Input START

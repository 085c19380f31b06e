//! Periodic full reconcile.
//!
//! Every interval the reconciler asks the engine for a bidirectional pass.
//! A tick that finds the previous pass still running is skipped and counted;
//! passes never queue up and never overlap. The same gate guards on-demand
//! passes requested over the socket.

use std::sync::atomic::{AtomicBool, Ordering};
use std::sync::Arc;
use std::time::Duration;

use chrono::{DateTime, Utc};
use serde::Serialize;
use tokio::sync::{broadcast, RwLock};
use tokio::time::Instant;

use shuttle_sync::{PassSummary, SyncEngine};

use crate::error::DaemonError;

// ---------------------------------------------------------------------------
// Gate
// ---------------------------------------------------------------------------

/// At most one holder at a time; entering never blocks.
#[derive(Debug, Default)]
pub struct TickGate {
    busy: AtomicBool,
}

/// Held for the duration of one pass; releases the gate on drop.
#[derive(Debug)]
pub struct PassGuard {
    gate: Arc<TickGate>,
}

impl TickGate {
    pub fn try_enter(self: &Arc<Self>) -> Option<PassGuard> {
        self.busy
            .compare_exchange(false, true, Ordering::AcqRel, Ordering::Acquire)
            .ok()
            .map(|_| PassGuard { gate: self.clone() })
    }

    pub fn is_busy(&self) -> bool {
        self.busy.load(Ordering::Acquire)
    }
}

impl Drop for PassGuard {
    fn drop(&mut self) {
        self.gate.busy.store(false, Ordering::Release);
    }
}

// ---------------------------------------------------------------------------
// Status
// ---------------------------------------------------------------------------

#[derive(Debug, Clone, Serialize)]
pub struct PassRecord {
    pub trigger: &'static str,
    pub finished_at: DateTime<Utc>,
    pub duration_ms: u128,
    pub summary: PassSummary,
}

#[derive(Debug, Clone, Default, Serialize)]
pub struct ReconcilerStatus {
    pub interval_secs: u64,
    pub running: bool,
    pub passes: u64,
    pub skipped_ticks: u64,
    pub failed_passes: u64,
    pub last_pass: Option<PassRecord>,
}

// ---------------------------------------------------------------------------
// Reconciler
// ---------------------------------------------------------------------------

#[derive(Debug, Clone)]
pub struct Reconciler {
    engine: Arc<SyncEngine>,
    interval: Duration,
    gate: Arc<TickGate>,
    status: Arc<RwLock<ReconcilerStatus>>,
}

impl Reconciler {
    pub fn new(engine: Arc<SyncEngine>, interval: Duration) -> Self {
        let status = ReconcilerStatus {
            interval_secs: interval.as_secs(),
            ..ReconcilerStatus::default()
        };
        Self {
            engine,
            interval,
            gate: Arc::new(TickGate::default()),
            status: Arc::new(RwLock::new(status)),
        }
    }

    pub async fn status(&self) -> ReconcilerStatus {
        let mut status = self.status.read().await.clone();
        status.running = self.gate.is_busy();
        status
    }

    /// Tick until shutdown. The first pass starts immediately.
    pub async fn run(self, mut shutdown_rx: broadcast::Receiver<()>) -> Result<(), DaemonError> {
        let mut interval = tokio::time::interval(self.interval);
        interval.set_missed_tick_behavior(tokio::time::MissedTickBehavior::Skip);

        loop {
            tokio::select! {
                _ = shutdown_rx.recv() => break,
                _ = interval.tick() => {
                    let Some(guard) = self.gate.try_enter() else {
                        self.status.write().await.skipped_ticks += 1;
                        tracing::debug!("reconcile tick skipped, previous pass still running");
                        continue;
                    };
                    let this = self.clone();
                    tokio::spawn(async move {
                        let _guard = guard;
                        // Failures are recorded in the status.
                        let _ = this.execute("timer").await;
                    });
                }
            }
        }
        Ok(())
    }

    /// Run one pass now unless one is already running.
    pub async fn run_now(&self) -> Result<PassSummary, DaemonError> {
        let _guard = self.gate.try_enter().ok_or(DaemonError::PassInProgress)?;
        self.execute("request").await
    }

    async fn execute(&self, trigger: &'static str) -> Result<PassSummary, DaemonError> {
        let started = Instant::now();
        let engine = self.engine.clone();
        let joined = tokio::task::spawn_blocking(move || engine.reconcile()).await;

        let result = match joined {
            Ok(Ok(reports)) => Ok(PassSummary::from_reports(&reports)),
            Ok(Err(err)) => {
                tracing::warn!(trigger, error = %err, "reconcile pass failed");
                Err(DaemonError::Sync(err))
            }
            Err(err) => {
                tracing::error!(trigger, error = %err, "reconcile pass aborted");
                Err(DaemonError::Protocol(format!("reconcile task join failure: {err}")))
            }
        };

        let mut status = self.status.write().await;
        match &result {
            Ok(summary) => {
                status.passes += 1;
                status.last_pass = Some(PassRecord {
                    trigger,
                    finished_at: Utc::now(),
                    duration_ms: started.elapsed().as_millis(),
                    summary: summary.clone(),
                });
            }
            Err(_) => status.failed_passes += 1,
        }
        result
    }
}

Input END

Each line above is to be copied exactly as written.

Written reply:
repository 085c19380f31b06e
//! Periodic full reconcile.
//!
//! Every interval the reconciler asks the engine for a bidirectional pass.
//! A tick that finds the previous pass still running is skipped and counted;
//! passes never queue up and never overlap. The same gate guards on-demand
//! passes requested over the socket.

use std::sync::atomic::{AtomicBool, Ordering};
use std::sync::Arc;
use std::time::Duration;

use chrono::{DateTime, Utc};
use serde::Serialize;
use tokio::sync::{broadcast, RwLock};
use tokio::time::Instant;

use shuttle_sync::{PassSummary, SyncEngine};

use crate::error::DaemonError;

// ---------------------------------------------------------------------------
// Gate
// ---------------------------------------------------------------------------

/// At most one holder at a time; entering never blocks.
#[derive(Debug, Default)]
pub struct TickGate {
    busy: AtomicBool,
}

/// Held for the duration of one pass; releases the gate on drop.
#[derive(Debug)]
pub struct PassGuard {
    gate: Arc<TickGate>,
}

impl TickGate {
    pub fn try_enter(self: &Arc<Self>) -> Option<PassGuard> {
        self.busy
            .compare_exchange(false, true, Ordering::AcqRel, Ordering::Acquire)
            .ok()
            .map(|_| PassGuard { gate: self.clone() })
    }

    pub fn is_busy(&self) -> bool {
        self.busy.load(Ordering::Acquire)
    }
}

impl Drop for PassGuard {
    fn drop(&mut self) {
        self.gate.busy.store(false, Ordering::Release);
    }
}

// ---------------------------------------------------------------------------
// Status
// ---------------------------------------------------------------------------

#[derive(Debug, Clone, Serialize)]
pub struct PassRecord {
    pub trigger: &'static str,
    pub finished_at: DateTime<Utc>,
    pub duration_ms: u128,
    pub summary: PassSummary,
}

#[derive(Debug, Clone, Default, Serialize)]
pub struct ReconcilerStatus {
    pub interval_secs: u64,
    pub running: bool,
    pub passes: u64,
    pub skipped_ticks: u64,
    pub failed_passes: u64,
    pub last_pass: Option<PassRecord>,
}

// ---------------------------------------------------------------------------
// Reconciler
// ---------------------------------------------------------------------------

#[derive(Debug, Clone)]
pub struct Reconciler {
    engine: Arc<SyncEngine>,
    interval: Duration,
    gate: Arc<TickGate>,
    status: Arc<RwLock<ReconcilerStatus>>,
}

impl Reconciler {
    pub fn new(engine: Arc<SyncEngine>, interval: Duration) -> Self {
        let status = ReconcilerStatus {
            interval_secs: interval.as_secs(),
            ..ReconcilerStatus::default()
        };
        Self {
            engine,
            interval,
            gate: Arc::new(TickGate::default()),
            status: Arc::new(RwLock::new(status)),
        }
    }

    pub async fn status(&self) -> ReconcilerStatus {
        let mut status = self.status.read().await.clone();
        status.running = self.gate.is_busy();
        status
    }

    /// Tick until shutdown. The first pass starts immediately.
    pub async fn run(self, mut shutdown_rx: broadcast::Receiver<()>) -> Result<(), DaemonError> {
        let mut interval = tokio::time::interval(self.interval);
        interval.set_missed_tick_behavior(tokio::time::MissedTickBehavior::Skip);

        loop {
            tokio::select! {
                _ = shutdown_rx.recv() => break,
                _ = interval.tick() => {
                    let Some(guard) = self.gate.try_enter() else {
                        self.status.write().await.skipped_ticks += 1;
                        tracing::debug!("reconcile tick skipped, previous pass still running");
                        continue;
                    };
                    let this = self.clone();
                    tokio::spawn(async move {
                        let _guard = guard;
                        // Failures are recorded in the status.
                        let _ = this.execute("timer").await;
                    });
                }
            }
        }
        Ok(())
    }

    /// Run one pass now unless one is already running.
    pub async fn run_now(&self) -> Result<PassSummary, DaemonError> {
        let _guard = self.gate.try_enter().ok_or(DaemonError::PassInProgress)?;
        self.execute("request").await
    }

    async fn execute(&self, trigger: &'static str) -> Result<PassSummary, DaemonError> {
        let started = Instant::now();
        let engine = self.engine.clone();
        let joined = tokio::task::spawn_blocking(move || engine.reconcile()).await;

        let result = match joined {
            Ok(Ok(reports)) => Ok(PassSummary::from_reports(&reports)),
            Ok(Err(err)) => {
                tracing::warn!(trigger, error = %err, "reconcile pass failed");
                Err(DaemonError::Sync(err))
            }
            Err(err) => {
                tracing::error!(trigger, error = %err, "reconcile pass aborted");
                Err(DaemonError::Protocol(format!("reconcile task join failure: {err}")))
            }
        };

        let mut status = self.status.write().await;
        match &result {
            Ok(summary) => {
                status.passes += 1;
                status.last_pass = Some(PassRecord {
                    trigger,
                    finished_at: Utc::now(),
                    duration_ms: started.elapsed().as_millis(),
                    summary: summary.clone(),
                });
            }
            Err(_) => status.failed_passes += 1,
        }
        result
    }
}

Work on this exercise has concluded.